**TASK REQUIREMENTS**
In the listing that follows, the range to quote begins at the line that has "Value::Array(items) => items" and ends after the line that has "pub struct ResponsesBody"; quote it verbatim and add nothing.

**INPUT DATA**
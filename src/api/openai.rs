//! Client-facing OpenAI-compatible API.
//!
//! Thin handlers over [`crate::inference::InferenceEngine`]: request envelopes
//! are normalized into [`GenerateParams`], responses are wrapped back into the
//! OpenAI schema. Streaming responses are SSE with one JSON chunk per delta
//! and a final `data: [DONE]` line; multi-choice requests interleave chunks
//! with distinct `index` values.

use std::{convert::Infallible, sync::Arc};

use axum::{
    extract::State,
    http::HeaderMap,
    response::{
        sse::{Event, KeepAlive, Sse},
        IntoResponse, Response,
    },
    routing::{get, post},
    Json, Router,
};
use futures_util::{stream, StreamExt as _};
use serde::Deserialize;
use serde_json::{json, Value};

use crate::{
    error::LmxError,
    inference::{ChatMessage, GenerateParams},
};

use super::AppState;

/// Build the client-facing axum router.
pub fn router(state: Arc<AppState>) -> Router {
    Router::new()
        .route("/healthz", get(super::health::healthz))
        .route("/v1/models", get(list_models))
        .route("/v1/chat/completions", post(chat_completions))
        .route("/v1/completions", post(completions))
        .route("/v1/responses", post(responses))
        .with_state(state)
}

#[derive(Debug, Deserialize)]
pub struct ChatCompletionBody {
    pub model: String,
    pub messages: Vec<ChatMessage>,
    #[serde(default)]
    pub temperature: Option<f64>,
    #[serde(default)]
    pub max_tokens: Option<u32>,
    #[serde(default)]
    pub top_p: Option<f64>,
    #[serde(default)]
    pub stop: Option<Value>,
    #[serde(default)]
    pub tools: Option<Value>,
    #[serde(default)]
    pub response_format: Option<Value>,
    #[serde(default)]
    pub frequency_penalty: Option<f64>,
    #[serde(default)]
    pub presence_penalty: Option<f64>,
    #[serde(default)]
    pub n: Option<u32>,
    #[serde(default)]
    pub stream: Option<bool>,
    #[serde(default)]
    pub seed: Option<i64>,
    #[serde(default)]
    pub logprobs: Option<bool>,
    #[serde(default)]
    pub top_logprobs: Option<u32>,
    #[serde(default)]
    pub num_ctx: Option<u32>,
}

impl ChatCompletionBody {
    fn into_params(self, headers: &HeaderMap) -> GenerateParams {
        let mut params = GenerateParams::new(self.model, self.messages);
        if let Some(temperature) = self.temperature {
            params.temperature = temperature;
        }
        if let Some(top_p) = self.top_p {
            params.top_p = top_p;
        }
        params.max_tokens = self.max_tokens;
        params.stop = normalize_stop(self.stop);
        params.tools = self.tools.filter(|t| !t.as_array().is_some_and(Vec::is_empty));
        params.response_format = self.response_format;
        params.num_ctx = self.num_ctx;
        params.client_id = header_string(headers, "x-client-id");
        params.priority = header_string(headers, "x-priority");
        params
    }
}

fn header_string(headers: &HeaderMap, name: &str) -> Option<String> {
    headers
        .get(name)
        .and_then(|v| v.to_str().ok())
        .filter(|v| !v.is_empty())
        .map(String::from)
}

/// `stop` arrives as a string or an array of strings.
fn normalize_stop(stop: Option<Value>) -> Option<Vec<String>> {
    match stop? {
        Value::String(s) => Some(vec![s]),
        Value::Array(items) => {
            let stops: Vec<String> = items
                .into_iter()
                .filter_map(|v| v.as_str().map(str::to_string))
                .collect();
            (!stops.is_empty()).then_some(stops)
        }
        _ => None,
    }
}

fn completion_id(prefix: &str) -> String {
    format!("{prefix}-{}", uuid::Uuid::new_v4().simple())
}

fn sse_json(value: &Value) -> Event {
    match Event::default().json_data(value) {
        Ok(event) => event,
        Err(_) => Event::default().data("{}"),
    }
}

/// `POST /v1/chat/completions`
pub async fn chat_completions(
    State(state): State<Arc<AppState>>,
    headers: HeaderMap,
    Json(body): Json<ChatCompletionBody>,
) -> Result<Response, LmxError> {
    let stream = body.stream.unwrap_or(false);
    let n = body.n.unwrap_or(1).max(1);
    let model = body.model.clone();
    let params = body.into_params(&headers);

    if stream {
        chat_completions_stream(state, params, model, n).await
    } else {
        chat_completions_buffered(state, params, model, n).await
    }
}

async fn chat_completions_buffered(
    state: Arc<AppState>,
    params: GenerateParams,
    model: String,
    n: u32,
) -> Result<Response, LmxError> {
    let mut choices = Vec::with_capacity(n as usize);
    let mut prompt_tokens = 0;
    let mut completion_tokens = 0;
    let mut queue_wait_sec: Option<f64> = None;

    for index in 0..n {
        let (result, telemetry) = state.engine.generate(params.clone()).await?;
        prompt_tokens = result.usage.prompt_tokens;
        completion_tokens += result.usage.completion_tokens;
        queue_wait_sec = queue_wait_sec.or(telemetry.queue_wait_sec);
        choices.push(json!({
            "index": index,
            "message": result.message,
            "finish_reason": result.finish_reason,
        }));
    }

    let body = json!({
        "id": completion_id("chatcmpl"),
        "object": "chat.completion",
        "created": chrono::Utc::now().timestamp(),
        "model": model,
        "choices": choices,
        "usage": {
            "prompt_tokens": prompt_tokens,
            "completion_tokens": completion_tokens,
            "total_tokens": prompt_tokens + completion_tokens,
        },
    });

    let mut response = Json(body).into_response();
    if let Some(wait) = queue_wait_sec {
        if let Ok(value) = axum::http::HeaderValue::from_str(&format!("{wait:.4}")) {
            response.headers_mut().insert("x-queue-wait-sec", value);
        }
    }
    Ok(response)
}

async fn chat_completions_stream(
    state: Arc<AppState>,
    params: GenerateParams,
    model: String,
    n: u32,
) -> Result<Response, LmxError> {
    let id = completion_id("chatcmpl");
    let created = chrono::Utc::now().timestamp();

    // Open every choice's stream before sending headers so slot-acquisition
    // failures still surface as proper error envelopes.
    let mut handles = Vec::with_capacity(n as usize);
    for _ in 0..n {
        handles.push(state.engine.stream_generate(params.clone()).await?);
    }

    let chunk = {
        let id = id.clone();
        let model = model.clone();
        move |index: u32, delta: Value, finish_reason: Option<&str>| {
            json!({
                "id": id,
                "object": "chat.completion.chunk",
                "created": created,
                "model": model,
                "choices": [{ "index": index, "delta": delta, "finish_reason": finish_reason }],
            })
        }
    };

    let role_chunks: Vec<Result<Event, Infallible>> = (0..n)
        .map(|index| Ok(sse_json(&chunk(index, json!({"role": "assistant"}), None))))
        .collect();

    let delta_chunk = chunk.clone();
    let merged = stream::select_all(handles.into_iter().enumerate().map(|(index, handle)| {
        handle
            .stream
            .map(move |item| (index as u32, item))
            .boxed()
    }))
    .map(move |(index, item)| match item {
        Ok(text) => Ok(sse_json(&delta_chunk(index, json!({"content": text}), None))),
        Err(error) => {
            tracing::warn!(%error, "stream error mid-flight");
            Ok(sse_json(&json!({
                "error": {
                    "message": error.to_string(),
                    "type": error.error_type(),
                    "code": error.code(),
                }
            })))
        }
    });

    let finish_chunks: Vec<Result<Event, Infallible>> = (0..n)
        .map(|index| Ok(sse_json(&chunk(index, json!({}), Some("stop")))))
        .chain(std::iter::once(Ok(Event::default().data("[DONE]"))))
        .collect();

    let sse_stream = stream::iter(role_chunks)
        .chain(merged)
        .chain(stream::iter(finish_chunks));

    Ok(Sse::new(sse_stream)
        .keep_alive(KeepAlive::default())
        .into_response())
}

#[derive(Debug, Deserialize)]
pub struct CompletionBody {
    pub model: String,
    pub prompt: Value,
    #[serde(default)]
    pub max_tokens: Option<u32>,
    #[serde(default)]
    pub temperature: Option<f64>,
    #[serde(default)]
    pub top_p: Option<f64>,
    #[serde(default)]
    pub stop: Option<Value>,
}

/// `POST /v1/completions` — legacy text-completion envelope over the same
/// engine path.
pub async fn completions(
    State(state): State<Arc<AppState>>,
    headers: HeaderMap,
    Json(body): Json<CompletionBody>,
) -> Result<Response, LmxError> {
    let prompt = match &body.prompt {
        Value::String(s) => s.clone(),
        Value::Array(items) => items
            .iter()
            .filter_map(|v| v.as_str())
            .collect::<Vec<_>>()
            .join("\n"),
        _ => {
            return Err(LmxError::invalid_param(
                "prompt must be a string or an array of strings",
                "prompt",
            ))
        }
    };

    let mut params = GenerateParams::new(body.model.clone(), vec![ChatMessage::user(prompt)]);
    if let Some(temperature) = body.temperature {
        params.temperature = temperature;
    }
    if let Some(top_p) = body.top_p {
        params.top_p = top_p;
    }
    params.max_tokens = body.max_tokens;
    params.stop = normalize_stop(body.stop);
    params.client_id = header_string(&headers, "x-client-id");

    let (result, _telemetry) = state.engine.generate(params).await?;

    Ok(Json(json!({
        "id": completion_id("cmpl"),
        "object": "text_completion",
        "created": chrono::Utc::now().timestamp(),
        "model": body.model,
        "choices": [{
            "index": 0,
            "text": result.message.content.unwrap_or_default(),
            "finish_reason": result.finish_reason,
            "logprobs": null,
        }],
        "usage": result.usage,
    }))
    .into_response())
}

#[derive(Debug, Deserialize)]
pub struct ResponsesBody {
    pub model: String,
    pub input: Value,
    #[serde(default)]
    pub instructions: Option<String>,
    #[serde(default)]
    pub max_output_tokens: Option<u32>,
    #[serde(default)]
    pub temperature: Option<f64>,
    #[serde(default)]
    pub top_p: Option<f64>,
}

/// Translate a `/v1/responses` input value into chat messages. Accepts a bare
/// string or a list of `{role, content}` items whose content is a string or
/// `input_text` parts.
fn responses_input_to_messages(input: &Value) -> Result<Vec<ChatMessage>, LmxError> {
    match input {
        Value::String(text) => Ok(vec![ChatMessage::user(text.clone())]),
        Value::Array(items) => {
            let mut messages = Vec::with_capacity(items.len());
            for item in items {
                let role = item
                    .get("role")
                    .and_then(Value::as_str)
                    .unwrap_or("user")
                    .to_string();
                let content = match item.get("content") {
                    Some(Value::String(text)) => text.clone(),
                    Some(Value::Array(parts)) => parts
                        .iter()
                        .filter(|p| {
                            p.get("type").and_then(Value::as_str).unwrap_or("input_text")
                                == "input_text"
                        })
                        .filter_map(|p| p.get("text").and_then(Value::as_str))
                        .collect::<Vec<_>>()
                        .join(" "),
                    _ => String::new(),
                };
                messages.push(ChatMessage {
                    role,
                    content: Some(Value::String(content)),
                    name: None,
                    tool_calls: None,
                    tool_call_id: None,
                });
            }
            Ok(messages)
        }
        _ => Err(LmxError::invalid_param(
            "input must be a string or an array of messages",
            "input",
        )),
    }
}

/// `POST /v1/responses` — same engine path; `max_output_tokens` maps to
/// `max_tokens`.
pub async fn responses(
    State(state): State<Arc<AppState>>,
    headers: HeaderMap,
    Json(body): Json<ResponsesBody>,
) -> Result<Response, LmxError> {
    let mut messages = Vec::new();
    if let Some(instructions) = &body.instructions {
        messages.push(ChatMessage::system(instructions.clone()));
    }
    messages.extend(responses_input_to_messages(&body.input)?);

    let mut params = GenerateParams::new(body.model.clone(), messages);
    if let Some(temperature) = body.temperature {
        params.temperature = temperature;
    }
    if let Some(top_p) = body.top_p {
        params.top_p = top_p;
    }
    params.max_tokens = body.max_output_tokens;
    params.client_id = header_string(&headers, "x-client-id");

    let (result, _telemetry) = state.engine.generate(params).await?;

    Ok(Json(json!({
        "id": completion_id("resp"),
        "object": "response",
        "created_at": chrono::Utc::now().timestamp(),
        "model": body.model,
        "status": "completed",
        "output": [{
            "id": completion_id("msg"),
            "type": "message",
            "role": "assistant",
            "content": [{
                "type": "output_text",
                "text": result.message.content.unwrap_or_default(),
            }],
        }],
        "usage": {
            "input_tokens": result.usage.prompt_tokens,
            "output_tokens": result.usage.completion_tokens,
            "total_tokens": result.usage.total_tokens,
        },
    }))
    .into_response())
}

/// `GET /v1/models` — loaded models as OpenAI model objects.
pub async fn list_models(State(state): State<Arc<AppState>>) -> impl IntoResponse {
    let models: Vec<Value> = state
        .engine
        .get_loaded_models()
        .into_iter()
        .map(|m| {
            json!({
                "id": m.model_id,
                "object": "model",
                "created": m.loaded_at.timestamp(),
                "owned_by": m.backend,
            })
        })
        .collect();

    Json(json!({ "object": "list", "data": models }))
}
==
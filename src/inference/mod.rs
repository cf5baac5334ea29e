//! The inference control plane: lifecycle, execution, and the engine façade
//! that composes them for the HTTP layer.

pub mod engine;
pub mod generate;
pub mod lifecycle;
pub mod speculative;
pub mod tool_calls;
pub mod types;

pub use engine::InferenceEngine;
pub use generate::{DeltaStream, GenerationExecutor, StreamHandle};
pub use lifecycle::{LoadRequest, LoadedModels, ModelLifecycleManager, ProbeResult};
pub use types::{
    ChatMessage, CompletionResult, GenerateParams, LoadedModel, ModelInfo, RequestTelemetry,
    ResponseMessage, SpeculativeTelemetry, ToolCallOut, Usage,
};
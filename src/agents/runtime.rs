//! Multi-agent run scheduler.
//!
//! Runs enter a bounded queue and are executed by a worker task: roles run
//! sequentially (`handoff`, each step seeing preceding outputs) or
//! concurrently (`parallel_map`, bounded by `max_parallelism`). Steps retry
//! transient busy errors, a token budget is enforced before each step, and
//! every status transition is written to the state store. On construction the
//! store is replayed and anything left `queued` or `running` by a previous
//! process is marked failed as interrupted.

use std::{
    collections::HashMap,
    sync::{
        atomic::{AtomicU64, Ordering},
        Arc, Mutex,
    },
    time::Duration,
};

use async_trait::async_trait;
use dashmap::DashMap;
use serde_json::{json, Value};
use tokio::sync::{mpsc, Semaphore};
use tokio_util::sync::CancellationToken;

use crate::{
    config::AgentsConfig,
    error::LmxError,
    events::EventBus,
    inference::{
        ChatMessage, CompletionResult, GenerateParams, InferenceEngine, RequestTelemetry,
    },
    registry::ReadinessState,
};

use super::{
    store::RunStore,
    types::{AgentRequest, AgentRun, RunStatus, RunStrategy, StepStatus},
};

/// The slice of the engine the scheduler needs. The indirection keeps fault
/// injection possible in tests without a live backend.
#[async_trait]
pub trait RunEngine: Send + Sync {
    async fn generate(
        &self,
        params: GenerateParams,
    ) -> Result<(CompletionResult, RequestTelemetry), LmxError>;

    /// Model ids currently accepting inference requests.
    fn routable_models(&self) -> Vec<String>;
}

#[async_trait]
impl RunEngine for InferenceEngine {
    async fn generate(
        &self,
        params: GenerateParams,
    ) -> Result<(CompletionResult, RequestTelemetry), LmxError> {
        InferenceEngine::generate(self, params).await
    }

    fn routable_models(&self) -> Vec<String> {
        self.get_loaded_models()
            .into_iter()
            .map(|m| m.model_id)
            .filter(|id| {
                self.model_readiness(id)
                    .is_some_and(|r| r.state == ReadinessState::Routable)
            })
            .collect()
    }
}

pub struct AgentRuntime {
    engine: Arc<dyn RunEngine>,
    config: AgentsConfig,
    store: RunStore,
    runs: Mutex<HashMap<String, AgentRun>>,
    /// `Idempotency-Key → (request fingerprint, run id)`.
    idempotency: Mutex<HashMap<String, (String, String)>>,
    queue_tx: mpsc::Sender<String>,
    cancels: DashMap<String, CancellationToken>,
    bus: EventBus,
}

**ANSWER AREA**
        Value::Array(items) => items
            .iter()
            .filter_map(|v| v.as_str())
            .collect::<Vec<_>>()
            .join("\n"),
        _ => {
            return Err(LmxError::invalid_param(
                "prompt must be a string or an array of strings",
                "prompt",
            ))
        }
    };

    let mut params = GenerateParams::new(body.model.clone(), vec![ChatMessage::user(prompt)]);
    if let Some(temperature) = body.temperature {
        params.temperature = temperature;
    }
    if let Some(top_p) = body.top_p {
        params.top_p = top_p;
    }
    params.max_tokens = body.max_tokens;
    params.stop = normalize_stop(body.stop);
    params.client_id = header_string(&headers, "x-client-id");

    let (result, _telemetry) = state.engine.generate(params).await?;

    Ok(Json(json!({
        "id": completion_id("cmpl"),
        "object": "text_completion",
        "created": chrono::Utc::now().timestamp(),
        "model": body.model,
        "choices": [{
            "index": 0,
            "text": result.message.content.unwrap_or_default(),
            "finish_reason": result.finish_reason,
            "logprobs": null,
        }],
        "usage": result.usage,
    }))
    .into_response())
}

#[derive(Debug, Deserialize)]
pub struct ResponsesBody {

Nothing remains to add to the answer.